§ **Exercise requirements**
Every line below that mentions the word "commands" should be copied out.

Data entries:
- - -
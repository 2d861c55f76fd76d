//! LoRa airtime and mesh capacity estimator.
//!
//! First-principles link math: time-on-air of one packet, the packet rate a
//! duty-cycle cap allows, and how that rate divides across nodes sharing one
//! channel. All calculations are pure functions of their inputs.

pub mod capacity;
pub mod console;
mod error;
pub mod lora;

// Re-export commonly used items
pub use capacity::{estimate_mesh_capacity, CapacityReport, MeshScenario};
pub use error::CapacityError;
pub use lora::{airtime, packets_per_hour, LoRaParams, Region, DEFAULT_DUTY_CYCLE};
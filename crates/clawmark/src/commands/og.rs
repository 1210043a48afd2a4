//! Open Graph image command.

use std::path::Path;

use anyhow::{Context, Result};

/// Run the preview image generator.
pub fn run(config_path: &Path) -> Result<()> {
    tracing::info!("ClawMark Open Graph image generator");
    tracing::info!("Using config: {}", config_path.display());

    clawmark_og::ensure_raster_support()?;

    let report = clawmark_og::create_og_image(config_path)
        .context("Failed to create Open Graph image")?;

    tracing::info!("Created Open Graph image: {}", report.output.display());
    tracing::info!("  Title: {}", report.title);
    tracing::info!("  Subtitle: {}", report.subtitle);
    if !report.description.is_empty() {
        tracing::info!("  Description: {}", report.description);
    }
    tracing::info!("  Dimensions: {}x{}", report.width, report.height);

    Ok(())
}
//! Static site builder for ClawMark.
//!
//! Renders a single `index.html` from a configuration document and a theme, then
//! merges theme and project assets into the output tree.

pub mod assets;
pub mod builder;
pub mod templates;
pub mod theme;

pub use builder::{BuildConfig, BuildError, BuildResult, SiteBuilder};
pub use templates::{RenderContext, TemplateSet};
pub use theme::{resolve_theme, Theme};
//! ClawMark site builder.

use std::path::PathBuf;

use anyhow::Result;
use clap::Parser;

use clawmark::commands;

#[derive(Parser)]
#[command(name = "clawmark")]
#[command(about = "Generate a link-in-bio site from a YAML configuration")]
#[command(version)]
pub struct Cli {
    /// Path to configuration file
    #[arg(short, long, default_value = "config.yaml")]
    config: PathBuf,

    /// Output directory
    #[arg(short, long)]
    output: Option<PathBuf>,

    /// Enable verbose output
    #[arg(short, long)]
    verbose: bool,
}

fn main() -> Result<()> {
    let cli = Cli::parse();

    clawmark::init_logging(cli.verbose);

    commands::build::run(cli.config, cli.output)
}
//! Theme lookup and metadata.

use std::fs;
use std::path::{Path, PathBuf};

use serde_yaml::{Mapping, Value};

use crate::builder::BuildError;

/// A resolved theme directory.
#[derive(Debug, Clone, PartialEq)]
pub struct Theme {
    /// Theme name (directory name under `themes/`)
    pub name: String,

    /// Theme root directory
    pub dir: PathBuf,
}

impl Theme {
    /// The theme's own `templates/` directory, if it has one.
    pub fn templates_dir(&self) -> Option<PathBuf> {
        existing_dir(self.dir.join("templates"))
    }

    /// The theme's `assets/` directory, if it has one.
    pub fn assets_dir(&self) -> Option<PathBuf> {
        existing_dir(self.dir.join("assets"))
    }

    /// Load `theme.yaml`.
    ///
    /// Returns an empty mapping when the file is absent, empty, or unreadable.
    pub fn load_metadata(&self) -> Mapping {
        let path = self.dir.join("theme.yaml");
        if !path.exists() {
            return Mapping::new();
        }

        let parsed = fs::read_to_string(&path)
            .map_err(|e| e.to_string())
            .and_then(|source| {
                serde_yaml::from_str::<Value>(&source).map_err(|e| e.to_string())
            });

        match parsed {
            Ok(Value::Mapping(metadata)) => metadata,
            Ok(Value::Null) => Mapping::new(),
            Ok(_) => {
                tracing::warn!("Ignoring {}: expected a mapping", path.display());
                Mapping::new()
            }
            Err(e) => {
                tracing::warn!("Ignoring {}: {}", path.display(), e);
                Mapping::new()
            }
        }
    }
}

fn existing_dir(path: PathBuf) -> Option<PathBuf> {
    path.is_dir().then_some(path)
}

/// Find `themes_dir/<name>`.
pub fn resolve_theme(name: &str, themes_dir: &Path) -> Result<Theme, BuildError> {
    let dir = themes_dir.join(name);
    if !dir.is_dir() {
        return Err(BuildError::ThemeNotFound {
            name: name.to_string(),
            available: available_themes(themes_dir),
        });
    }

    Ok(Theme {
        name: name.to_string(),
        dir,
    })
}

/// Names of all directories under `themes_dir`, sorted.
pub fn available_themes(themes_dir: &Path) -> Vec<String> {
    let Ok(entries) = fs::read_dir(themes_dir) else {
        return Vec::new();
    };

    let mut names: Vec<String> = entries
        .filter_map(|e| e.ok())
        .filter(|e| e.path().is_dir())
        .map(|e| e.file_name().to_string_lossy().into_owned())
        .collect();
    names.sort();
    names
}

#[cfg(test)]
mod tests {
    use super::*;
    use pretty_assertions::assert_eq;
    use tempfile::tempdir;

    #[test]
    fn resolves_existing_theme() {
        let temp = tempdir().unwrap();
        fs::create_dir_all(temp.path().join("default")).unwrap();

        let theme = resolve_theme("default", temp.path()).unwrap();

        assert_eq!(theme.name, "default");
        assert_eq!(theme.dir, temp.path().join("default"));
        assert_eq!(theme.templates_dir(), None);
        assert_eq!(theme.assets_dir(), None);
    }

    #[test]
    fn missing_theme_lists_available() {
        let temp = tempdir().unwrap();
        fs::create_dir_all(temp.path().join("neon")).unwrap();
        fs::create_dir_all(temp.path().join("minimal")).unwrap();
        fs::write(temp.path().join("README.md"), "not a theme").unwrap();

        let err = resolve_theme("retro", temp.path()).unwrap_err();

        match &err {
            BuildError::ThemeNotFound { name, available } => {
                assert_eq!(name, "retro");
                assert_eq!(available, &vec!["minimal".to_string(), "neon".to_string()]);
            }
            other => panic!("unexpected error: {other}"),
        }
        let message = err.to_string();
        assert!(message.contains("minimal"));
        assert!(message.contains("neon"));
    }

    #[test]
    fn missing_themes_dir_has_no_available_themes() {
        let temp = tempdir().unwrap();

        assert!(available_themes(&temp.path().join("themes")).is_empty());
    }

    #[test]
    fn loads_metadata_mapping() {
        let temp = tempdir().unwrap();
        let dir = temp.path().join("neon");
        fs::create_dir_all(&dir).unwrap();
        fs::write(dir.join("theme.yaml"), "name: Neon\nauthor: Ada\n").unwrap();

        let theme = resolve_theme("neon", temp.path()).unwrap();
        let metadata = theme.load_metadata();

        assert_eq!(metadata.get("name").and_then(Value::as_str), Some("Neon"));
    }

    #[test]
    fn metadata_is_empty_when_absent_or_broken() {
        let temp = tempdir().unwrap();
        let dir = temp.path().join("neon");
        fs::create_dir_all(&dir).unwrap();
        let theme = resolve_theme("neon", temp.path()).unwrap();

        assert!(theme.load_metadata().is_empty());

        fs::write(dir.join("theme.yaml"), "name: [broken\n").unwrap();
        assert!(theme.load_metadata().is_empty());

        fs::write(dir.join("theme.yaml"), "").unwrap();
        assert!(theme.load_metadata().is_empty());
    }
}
- - -
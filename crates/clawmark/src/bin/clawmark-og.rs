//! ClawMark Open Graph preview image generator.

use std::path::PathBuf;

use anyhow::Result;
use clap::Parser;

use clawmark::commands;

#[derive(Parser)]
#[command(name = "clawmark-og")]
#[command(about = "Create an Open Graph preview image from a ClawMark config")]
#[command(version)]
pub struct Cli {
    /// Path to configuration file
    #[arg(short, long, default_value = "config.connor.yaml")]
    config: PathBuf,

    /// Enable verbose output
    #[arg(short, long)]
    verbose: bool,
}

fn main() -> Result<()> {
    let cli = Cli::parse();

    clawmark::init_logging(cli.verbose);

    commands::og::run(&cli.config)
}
- - -
§ **Answer to the exercise**
filename crates/clawmark/src/commands/og.rs
use clawmark::commands;
    commands::build::run(cli.config, cli.output)
use clawmark::commands;
    commands::og::run(&cli.config)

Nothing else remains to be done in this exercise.